Arley Hall est une maison de famille. Elle est célèbre pour sa double bordure de plantes herbacées qui fait le bonheur de tous les amoureux des jardins.
Cinq siècles d’histoire
Arley Hall est la propriété de la famille du vicomte et de la vicomtesse Ashbrook depuis le 15e siècle. En 1469, Piers Warburton construit un manoir au sommet d’une colline, au coeur d’un domaine entouré de prairies, de bois et de terrains de chasse.

La demeure actuelle fut construite à l’époque victorienne par Rowland Egerton-Warburton, l’arrière grand-père de la vicomtesse. Celui-ci avait hérité des domaines de Arley et de Warburton dans le Cheshire de son oncle, Sir Peter Warburton.

Un manoir jacobéen
Quand Egerton-Warburton reprend le domaine au début du 19e siècle, le vieux manoir de Arley est «délabré et grouillant de rats». Il décide de le démolir et de bâtir une nouvelle demeure parée d’une façade en brique rouge ornée d’un feston de brique grise.
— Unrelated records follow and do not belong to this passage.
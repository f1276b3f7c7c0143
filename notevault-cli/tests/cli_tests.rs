//! End-to-end tests for the notevault binary
//!
//! Every test gets its own data directory and a cheap KDF so the password
//! flow stays fast.

use anyhow::Result;
use serde_json::Value;
use std::path::Path;
use std::process::{Command, Output};
use tempfile::TempDir;

fn notevault(data_dir: &Path, password: &str, args: &[&str]) -> Output {
    Command::new(env!("CARGO_BIN_EXE_notevault"))
        .arg("--data-dir")
        .arg(data_dir)
        .args(args)
        .env("NOTEVAULT_PASSWORD", password)
        .env("NOTEVAULT_KDF_MEMORY_KIB", "64")
        .env("NOTEVAULT_KDF_ITERATIONS", "1")
        .env("NOTEVAULT_LOG_LEVEL", "warn")
        .env_remove("RUST_LOG")
        .output()
        .expect("failed to run notevault")
}

fn stdout_json(output: &Output) -> Result<Value> {
    assert!(
        output.status.success(),
        "command failed: {}",
        String::from_utf8_lossy(&output.stderr)
    );
    Ok(serde_json::from_slice(&output.stdout)?)
}

const KEY: [&str; 8] = [
    "--kind", "main", "--scope", "root", "--id", "data", "--version", "v1",
];

fn with_key<'a>(command: &'a str, extra: &[&'a str]) -> Vec<&'a str> {
    let mut args = vec![command];
    args.extend_from_slice(&KEY);
    args.extend_from_slice(extra);
    args
}

#[test]
fn test_put_get_remove_workflow() -> Result<()> {
    let dir = TempDir::new()?;

    let put = notevault(dir.path(), "pw", &with_key("put", &[r#"{"x":1}"#]));
    assert!(put.status.success());

    let got = stdout_json(&notevault(dir.path(), "pw", &with_key("get", &[])))?;
    assert_eq!(got, serde_json::json!({"x": 1}));

    let removed = stdout_json(&notevault(
        dir.path(),
        "pw",
        &["remove", "--kind", "main", "--scope", "root"],
    ))?;
    assert_eq!(removed["removed"], 1);

    let got = stdout_json(&notevault(dir.path(), "pw", &with_key("get", &[])))?;
    assert_eq!(got, serde_json::json!({}));

    let strict = stdout_json(&notevault(dir.path(), "pw", &with_key("get", &["--strict"])))?;
    assert_eq!(strict, Value::Null);
    Ok(())
}

#[test]
fn test_wrong_password_is_rejected() -> Result<()> {
    let dir = TempDir::new()?;
    assert!(notevault(dir.path(), "right", &with_key("put", &["[1,2]"]))
        .status
        .success());

    let output = notevault(dir.path(), "wrong", &with_key("get", &[]));
    assert!(!output.status.success());
    assert!(String::from_utf8_lossy(&output.stderr).contains("wrong password"));
    Ok(())
}

#[test]
fn test_change_password() -> Result<()> {
    let dir = TempDir::new()?;
    assert!(notevault(dir.path(), "old", &with_key("put", &[r#""kept""#]))
        .status
        .success());

    let changed = stdout_json(&notevault(
        dir.path(),
        "old",
        &["change-password", "--new-password", "new"],
    ))?;
    assert_eq!(changed["rotated"], 1);

    assert!(!notevault(dir.path(), "old", &with_key("get", &[])).status.success());
    let got = stdout_json(&notevault(dir.path(), "new", &with_key("get", &[])))?;
    assert_eq!(got, Value::String("kept".to_string()));
    Ok(())
}

#[test]
fn test_invalid_document_rejected() -> Result<()> {
    let dir = TempDir::new()?;
    let output = notevault(dir.path(), "pw", &with_key("put", &["{not json"]));
    assert!(!output.status.success());
    Ok(())
}

#[test]
fn test_broadcast_to_echo_nodes() -> Result<()> {
    let dir = TempDir::new()?;
    let envelope = stdout_json(&notevault(
        dir.path(),
        "unused",
        &["broadcast", "--nodes", "a,b", "--to", "a,b,ghost", "hello"],
    ))?;

    assert_eq!(envelope["kind"], "broadcast_result");
    assert_eq!(envelope["payload"]["a"]["reply"], "hello");
    assert_eq!(envelope["payload"]["b"]["reply"], "hello");
    assert_eq!(envelope["payload"]["ghost"]["error"]["stage"], "resolve");
    Ok(())
}

#[test]
fn test_init_config_round_trip() -> Result<()> {
    let dir = TempDir::new()?;
    let path = dir.path().join("notevault.toml");

    let output = notevault(dir.path(), "pw", &["init-config", path.to_str().unwrap()]);
    assert!(output.status.success());

    let stats = Command::new(env!("CARGO_BIN_EXE_notevault"))
        .arg("--config")
        .arg(&path)
        .arg("--data-dir")
        .arg(dir.path().join("store"))
        .arg("stats")
        .env("NOTEVAULT_PASSWORD", "pw")
        .env("NOTEVAULT_KDF_MEMORY_KIB", "64")
        .env("NOTEVAULT_KDF_ITERATIONS", "1")
        .output()?;
    let stats = stdout_json(&stats)?;
    assert_eq!(stats["entries"], 0);
    Ok(())
}

#[test]
fn test_invalid_log_level_is_an_error() -> Result<()> {
    let dir = TempDir::new()?;
    let output = notevault(dir.path(), "pw", &["--log-level", "loud", "stats"]);

    assert!(!output.status.success());
    assert!(String::from_utf8_lossy(&output.stderr).contains("loud"));
    assert!(output.stdout.is_empty());
    Ok(())
}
Il rejette le style néoclassique à la mode à cette époque pour choisir le style jacobéen qui évoque la grandeur de l’Angleterre élisabéthaine.

Avec son architecte George Latham de Nantwich, il construit à partir de 1832 une maison avec tout le luxe et le confort possible pour l’époque. Le grand hall, la salle à manger, la bibliothèque, le grand escalier, les plafonds ouvragés et les boiseries en chêne, les cheminées monumentales, les vitraux et le mobilier donnent un aperçu brillant de la vie et de l’histoire de cette famille aristocratique.





Des jardins victoriens
Egerton-Warburton pose les bases du jardin de Arley Hall qui est réalisé entre 1840 et 1860. Autrefois bordée de topiaires, une allée de 200 mètres de long, le Furlong Walk, trace la limite entre le jardin et le paysage.

«Chaque chambre de verdure raconte sa propre histoire» raconte la vicomtesse qui a passé toute son enfance à Arley Hall. Pendant 150 ans, aucun architecte de jardin n’est intervenu. Chaque génération a poursuivi l’oeuvre de celles qui l’ont précédées en y apportant sa propre touche.

A l’époque victorienne, l’engouement pour les parterres de plantes annuelles assemblées en mosaïque était à son comble, les plantes vivaces étant cultivées au potager comme fleurs à couper. A Arley Hall, les plantes herbacées furent plantées dans des parterres pour créer un effet ornemental, avant même que William Robinson et Gertrude Jekyll ne créent leurs propres parterres de fleurs.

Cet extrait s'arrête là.